- Required work -
The data below is to be repeated in full, exactly as shown.

- Records for processing -
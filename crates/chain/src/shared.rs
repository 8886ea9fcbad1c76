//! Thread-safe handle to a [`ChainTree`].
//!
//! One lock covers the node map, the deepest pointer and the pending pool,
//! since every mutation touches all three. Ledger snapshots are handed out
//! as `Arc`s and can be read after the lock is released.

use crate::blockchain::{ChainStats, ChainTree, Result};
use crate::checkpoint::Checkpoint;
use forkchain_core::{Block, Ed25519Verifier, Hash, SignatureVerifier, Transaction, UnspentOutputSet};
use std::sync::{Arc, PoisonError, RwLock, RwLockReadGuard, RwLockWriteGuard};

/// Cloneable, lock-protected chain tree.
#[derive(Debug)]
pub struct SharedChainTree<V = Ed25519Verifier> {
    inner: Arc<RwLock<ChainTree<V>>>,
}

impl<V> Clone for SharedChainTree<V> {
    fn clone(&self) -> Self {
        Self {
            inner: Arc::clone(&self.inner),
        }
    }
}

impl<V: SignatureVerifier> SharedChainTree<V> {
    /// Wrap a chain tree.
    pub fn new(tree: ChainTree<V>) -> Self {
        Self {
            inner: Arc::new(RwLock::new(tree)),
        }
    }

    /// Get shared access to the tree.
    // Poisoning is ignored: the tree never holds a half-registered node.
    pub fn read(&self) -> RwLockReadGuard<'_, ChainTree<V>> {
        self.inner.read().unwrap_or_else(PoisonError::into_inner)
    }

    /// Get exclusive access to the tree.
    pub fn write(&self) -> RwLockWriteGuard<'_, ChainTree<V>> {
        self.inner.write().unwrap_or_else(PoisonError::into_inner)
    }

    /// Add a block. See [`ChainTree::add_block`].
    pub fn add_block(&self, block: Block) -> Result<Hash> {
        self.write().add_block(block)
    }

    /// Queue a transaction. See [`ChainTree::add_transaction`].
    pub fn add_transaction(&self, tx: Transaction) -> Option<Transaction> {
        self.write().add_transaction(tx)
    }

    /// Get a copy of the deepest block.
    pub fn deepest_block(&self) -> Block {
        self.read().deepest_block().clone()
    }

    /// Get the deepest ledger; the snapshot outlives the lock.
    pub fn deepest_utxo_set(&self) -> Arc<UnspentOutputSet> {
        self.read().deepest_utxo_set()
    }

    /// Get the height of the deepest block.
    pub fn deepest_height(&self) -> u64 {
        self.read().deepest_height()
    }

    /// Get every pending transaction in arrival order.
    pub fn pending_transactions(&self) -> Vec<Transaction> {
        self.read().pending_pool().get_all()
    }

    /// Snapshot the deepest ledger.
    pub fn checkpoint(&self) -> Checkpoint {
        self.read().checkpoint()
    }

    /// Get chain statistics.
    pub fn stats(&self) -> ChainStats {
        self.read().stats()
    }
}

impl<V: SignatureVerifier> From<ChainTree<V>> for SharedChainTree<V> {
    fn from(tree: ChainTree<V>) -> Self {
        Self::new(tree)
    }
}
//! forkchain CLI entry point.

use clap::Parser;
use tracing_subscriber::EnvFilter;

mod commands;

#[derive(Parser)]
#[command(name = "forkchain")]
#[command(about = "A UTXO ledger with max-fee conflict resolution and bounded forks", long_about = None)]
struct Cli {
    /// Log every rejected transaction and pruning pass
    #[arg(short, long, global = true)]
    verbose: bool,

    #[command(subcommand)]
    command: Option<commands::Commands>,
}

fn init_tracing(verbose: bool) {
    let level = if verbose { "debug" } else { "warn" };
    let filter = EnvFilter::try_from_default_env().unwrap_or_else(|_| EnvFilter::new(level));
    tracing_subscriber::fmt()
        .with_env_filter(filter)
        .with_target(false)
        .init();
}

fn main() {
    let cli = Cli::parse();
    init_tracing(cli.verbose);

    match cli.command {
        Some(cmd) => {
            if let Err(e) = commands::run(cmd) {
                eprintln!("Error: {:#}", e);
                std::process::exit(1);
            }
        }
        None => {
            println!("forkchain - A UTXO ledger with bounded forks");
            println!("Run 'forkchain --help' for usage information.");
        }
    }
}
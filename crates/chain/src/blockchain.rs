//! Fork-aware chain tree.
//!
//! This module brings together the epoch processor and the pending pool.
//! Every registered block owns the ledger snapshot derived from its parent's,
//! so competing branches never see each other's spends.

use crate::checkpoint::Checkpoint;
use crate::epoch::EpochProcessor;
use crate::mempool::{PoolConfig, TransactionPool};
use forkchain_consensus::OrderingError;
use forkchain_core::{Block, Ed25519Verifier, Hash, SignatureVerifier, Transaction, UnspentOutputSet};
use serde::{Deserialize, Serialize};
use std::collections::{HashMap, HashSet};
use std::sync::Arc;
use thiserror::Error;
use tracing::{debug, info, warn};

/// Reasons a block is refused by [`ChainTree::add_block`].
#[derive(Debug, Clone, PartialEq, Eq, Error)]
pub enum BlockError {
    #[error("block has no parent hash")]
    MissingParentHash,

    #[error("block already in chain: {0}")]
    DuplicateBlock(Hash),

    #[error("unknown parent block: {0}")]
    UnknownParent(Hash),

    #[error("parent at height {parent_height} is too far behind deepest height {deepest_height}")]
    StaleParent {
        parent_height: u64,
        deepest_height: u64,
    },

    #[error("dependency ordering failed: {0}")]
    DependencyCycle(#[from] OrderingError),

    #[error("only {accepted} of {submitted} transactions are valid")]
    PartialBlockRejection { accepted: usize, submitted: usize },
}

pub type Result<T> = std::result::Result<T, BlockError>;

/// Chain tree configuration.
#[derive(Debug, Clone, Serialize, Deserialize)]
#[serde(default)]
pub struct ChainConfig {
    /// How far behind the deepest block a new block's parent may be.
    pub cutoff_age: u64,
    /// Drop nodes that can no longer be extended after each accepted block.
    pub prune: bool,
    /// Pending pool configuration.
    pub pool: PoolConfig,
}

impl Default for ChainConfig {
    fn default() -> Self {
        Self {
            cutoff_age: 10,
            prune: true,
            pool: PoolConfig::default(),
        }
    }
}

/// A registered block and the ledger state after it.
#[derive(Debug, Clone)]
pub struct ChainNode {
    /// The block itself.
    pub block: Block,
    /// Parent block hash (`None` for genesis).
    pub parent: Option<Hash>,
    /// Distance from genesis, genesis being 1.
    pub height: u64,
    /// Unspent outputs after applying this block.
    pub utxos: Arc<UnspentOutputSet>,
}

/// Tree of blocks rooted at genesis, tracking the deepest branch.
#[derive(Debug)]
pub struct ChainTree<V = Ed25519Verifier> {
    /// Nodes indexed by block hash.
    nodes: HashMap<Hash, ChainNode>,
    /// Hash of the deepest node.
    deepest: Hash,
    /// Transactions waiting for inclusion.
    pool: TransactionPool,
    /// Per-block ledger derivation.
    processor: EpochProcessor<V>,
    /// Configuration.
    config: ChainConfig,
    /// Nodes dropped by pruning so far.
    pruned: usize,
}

- Solution to the problem -
filename crates/chain/src/shared.rs
repository 8886ea9fcbad1c76
//! Thread-safe handle to a [`ChainTree`].
//!
//! One lock covers the node map, the deepest pointer and the pending pool,
//! since every mutation touches all three. Ledger snapshots are handed out
//! as `Arc`s and can be read after the lock is released.

use crate::blockchain::{ChainStats, ChainTree, Result};
use crate::checkpoint::Checkpoint;
use forkchain_core::{Block, Ed25519Verifier, Hash, SignatureVerifier, Transaction, UnspentOutputSet};
use std::sync::{Arc, PoisonError, RwLock, RwLockReadGuard, RwLockWriteGuard};

/// Cloneable, lock-protected chain tree.
#[derive(Debug)]
pub struct SharedChainTree<V = Ed25519Verifier> {
    inner: Arc<RwLock<ChainTree<V>>>,
}

impl<V> Clone for SharedChainTree<V> {
    fn clone(&self) -> Self {
        Self {
            inner: Arc::clone(&self.inner),
        }
    }
}

impl<V: SignatureVerifier> SharedChainTree<V> {
    /// Wrap a chain tree.
    pub fn new(tree: ChainTree<V>) -> Self {
        Self {
            inner: Arc::new(RwLock::new(tree)),
        }
    }

    /// Get shared access to the tree.
    // Poisoning is ignored: the tree never holds a half-registered node.
    pub fn read(&self) -> RwLockReadGuard<'_, ChainTree<V>> {
        self.inner.read().unwrap_or_else(PoisonError::into_inner)
    }

    /// Get exclusive access to the tree.
    pub fn write(&self) -> RwLockWriteGuard<'_, ChainTree<V>> {
        self.inner.write().unwrap_or_else(PoisonError::into_inner)
    }

    /// Add a block. See [`ChainTree::add_block`].
    pub fn add_block(&self, block: Block) -> Result<Hash> {
        self.write().add_block(block)
    }

    /// Queue a transaction. See [`ChainTree::add_transaction`].
    pub fn add_transaction(&self, tx: Transaction) -> Option<Transaction> {
        self.write().add_transaction(tx)
    }

    /// Get a copy of the deepest block.
    pub fn deepest_block(&self) -> Block {
        self.read().deepest_block().clone()
    }

    /// Get the deepest ledger; the snapshot outlives the lock.
    pub fn deepest_utxo_set(&self) -> Arc<UnspentOutputSet> {
        self.read().deepest_utxo_set()
    }

    /// Get the height of the deepest block.
    pub fn deepest_height(&self) -> u64 {
        self.read().deepest_height()
    }

    /// Get every pending transaction in arrival order.
    pub fn pending_transactions(&self) -> Vec<Transaction> {
        self.read().pending_pool().get_all()
    }

    /// Snapshot the deepest ledger.
    pub fn checkpoint(&self) -> Checkpoint {
        self.read().checkpoint()
    }

    /// Get chain statistics.
    pub fn stats(&self) -> ChainStats {
        self.read().stats()
    }
}

impl<V: SignatureVerifier> From<ChainTree<V>> for SharedChainTree<V> {
    fn from(tree: ChainTree<V>) -> Self {
        Self::new(tree)
    }
}
//! forkchain CLI entry point.

use clap::Parser;
use tracing_subscriber::EnvFilter;

mod commands;

#[derive(Parser)]
#[command(name = "forkchain")]
#[command(about = "A UTXO ledger with max-fee conflict resolution and bounded forks", long_about = None)]
struct Cli {
    /// Log every rejected transaction and pruning pass
    #[arg(short, long, global = true)]
    verbose: bool,

    #[command(subcommand)]
    command: Option<commands::Commands>,
}

fn init_tracing(verbose: bool) {
    let level = if verbose { "debug" } else { "warn" };
    let filter = EnvFilter::try_from_default_env().unwrap_or_else(|_| EnvFilter::new(level));
    tracing_subscriber::fmt()
        .with_env_filter(filter)
        .with_target(false)
        .init();
}

fn main() {
    let cli = Cli::parse();
    init_tracing(cli.verbose);

    match cli.command {
        Some(cmd) => {
            if let Err(e) = commands::run(cmd) {
                eprintln!("Error: {:#}", e);
                std::process::exit(1);
            }
        }
        None => {
            println!("forkchain - A UTXO ledger with bounded forks");
            println!("Run 'forkchain --help' for usage information.");
        }
    }
}
filename crates/chain/src/blockchain.rs
//! Fork-aware chain tree.
//!
//! This module brings together the epoch processor and the pending pool.
//! Every registered block owns the ledger snapshot derived from its parent's,
//! so competing branches never see each other's spends.

use crate::checkpoint::Checkpoint;
use crate::epoch::EpochProcessor;
use crate::mempool::{PoolConfig, TransactionPool};
use forkchain_consensus::OrderingError;
use forkchain_core::{Block, Ed25519Verifier, Hash, SignatureVerifier, Transaction, UnspentOutputSet};
use serde::{Deserialize, Serialize};
use std::collections::{HashMap, HashSet};
use std::sync::Arc;
use thiserror::Error;
use tracing::{debug, info, warn};

/// Reasons a block is refused by [`ChainTree::add_block`].
#[derive(Debug, Clone, PartialEq, Eq, Error)]
pub enum BlockError {
    #[error("block has no parent hash")]
    MissingParentHash,

    #[error("block already in chain: {0}")]
    DuplicateBlock(Hash),

    #[error("unknown parent block: {0}")]
    UnknownParent(Hash),

    #[error("parent at height {parent_height} is too far behind deepest height {deepest_height}")]
    StaleParent {
        parent_height: u64,
        deepest_height: u64,
    },

    #[error("dependency ordering failed: {0}")]
    DependencyCycle(#[from] OrderingError),

    #[error("only {accepted} of {submitted} transactions are valid")]
    PartialBlockRejection { accepted: usize, submitted: usize },
}

pub type Result<T> = std::result::Result<T, BlockError>;

/// Chain tree configuration.
#[derive(Debug, Clone, Serialize, Deserialize)]
#[serde(default)]
pub struct ChainConfig {
    /// How far behind the deepest block a new block's parent may be.
    pub cutoff_age: u64,
    /// Drop nodes that can no longer be extended after each accepted block.
    pub prune: bool,
    /// Pending pool configuration.
    pub pool: PoolConfig,
}

impl Default for ChainConfig {
    fn default() -> Self {
        Self {
            cutoff_age: 10,
            prune: true,
            pool: PoolConfig::default(),
        }
    }
}

/// A registered block and the ledger state after it.
#[derive(Debug, Clone)]
pub struct ChainNode {
    /// The block itself.
    pub block: Block,
    /// Parent block hash (`None` for genesis).
    pub parent: Option<Hash>,
    /// Distance from genesis, genesis being 1.
    pub height: u64,
    /// Unspent outputs after applying this block.
    pub utxos: Arc<UnspentOutputSet>,
}

/// Tree of blocks rooted at genesis, tracking the deepest branch.
#[derive(Debug)]
pub struct ChainTree<V = Ed25519Verifier> {
    /// Nodes indexed by block hash.
    nodes: HashMap<Hash, ChainNode>,
    /// Hash of the deepest node.
    deepest: Hash,
    /// Transactions waiting for inclusion.
    pool: TransactionPool,
    /// Per-block ledger derivation.
    processor: EpochProcessor<V>,
    /// Configuration.
    config: ChainConfig,
    /// Nodes dropped by pruning so far.
    pruned: usize,
}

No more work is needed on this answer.